BRIEF: Return the lines below in which the string "Debug" occurs.

Data records:
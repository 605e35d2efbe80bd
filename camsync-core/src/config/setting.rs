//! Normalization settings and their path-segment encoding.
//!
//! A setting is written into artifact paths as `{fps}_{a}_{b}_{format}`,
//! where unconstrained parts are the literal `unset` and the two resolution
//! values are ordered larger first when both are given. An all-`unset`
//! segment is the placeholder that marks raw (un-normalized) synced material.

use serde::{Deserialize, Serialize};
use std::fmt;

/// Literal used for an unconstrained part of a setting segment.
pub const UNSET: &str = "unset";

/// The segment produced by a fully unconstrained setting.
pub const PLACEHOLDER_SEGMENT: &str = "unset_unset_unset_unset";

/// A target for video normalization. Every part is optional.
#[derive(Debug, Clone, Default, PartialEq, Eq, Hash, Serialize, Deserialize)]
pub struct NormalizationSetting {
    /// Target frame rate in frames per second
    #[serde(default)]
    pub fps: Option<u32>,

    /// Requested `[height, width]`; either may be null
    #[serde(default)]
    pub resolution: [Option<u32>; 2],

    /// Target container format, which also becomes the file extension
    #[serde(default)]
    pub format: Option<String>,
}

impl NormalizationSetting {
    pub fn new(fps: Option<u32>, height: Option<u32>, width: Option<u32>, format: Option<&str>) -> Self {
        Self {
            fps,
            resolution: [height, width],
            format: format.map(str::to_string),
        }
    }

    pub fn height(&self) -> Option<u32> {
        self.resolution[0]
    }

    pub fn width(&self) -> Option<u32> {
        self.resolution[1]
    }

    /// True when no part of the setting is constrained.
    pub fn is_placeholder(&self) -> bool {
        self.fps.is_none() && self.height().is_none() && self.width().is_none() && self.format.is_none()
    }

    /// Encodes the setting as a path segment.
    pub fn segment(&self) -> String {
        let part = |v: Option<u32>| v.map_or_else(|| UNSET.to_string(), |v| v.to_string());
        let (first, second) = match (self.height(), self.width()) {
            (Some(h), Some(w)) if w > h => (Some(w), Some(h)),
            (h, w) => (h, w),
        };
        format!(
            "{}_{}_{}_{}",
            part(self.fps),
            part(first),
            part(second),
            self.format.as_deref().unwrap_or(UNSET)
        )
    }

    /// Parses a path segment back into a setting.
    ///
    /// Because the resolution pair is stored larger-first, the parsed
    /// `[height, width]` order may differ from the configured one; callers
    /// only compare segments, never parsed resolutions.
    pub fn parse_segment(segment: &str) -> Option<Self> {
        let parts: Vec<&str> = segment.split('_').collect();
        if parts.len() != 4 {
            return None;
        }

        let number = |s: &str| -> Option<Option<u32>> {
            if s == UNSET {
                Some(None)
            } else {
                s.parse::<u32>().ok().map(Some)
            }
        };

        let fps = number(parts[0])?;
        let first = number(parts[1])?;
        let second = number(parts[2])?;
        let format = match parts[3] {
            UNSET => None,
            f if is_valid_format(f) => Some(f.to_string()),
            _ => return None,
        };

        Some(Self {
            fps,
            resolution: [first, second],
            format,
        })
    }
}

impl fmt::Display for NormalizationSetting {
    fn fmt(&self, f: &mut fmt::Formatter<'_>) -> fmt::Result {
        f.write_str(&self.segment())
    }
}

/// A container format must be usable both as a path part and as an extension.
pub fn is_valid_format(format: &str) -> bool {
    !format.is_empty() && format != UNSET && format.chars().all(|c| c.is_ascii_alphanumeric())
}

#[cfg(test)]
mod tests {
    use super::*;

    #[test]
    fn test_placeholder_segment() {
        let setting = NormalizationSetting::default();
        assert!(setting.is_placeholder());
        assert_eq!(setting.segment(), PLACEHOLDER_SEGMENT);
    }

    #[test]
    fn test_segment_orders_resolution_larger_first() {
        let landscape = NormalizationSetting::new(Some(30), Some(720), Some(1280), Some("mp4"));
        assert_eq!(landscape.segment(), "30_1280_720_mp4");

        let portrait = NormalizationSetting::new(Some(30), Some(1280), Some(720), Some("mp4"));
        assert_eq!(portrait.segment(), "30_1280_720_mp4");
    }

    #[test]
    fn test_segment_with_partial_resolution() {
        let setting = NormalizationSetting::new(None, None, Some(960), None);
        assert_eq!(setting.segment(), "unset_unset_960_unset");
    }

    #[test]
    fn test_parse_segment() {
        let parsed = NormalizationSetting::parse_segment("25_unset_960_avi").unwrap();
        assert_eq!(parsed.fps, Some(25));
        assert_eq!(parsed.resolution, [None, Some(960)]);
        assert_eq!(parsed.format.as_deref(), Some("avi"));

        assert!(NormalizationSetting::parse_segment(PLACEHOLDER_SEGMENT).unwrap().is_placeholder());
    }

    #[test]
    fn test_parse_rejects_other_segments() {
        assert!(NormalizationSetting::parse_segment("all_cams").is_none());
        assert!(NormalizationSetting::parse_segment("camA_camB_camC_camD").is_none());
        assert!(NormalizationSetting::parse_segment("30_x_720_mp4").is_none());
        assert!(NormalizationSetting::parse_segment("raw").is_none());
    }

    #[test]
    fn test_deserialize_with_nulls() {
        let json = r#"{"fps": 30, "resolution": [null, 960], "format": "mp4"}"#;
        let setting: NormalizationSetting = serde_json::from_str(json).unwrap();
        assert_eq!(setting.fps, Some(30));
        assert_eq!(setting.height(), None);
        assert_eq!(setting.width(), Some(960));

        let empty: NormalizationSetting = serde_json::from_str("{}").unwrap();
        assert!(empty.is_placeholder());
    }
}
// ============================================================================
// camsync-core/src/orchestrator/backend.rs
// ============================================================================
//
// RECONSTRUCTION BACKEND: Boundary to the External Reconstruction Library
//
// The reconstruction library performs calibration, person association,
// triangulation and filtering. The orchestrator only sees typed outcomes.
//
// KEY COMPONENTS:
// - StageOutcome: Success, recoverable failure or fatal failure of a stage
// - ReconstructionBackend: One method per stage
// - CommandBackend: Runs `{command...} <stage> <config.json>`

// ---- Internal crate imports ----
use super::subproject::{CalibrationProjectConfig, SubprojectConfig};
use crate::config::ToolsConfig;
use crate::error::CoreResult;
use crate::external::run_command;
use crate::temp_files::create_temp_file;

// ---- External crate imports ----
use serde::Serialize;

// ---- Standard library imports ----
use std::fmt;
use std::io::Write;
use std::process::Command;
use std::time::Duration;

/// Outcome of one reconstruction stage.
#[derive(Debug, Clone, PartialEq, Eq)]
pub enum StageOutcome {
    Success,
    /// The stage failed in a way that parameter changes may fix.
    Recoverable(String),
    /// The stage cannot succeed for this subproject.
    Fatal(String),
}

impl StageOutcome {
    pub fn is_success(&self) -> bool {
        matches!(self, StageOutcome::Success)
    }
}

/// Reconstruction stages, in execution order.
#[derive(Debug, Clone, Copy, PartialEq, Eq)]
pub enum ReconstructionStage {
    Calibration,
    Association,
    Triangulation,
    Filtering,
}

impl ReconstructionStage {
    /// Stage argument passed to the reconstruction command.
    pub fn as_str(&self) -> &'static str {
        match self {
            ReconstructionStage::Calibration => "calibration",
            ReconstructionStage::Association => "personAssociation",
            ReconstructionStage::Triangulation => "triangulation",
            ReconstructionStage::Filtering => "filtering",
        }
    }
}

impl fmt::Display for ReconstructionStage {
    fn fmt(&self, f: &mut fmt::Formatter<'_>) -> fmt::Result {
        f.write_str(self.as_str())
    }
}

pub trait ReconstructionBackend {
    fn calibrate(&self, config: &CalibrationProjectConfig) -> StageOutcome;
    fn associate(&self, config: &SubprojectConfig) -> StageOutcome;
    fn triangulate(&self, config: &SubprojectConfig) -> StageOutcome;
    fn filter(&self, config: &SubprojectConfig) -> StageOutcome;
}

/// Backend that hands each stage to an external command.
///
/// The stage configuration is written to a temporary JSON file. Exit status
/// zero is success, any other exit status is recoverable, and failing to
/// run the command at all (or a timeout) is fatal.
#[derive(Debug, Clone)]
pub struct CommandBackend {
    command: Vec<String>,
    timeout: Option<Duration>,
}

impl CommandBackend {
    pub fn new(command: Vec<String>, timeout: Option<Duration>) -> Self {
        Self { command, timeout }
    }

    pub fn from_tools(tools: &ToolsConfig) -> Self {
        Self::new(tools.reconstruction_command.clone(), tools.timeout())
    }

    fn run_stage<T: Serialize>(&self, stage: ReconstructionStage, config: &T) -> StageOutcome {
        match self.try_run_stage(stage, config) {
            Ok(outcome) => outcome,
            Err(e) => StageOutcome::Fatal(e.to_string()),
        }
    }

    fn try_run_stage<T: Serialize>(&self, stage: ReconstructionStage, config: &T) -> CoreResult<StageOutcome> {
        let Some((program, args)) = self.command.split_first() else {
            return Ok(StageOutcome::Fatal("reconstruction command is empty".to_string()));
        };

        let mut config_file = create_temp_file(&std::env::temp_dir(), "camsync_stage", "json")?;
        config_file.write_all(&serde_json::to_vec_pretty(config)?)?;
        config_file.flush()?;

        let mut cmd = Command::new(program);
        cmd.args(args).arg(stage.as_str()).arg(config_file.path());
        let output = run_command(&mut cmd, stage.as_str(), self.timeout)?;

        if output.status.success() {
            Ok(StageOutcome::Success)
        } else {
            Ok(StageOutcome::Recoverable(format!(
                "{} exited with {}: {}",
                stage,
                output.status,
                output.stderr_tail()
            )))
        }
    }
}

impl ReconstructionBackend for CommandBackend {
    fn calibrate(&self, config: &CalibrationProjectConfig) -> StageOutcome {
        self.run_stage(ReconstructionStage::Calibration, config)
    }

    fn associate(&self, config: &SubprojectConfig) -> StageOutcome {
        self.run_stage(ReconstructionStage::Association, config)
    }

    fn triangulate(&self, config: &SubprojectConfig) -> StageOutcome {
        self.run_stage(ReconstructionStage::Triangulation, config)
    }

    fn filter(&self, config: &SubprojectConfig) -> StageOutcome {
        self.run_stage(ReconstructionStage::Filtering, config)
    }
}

ANSWER TO THIS TASK:
#[derive(Debug, Clone, Default, PartialEq, Eq, Hash, Serialize, Deserialize)]
#[derive(Debug, Clone, PartialEq, Eq)]
#[derive(Debug, Clone, Copy, PartialEq, Eq)]
#[derive(Debug, Clone)]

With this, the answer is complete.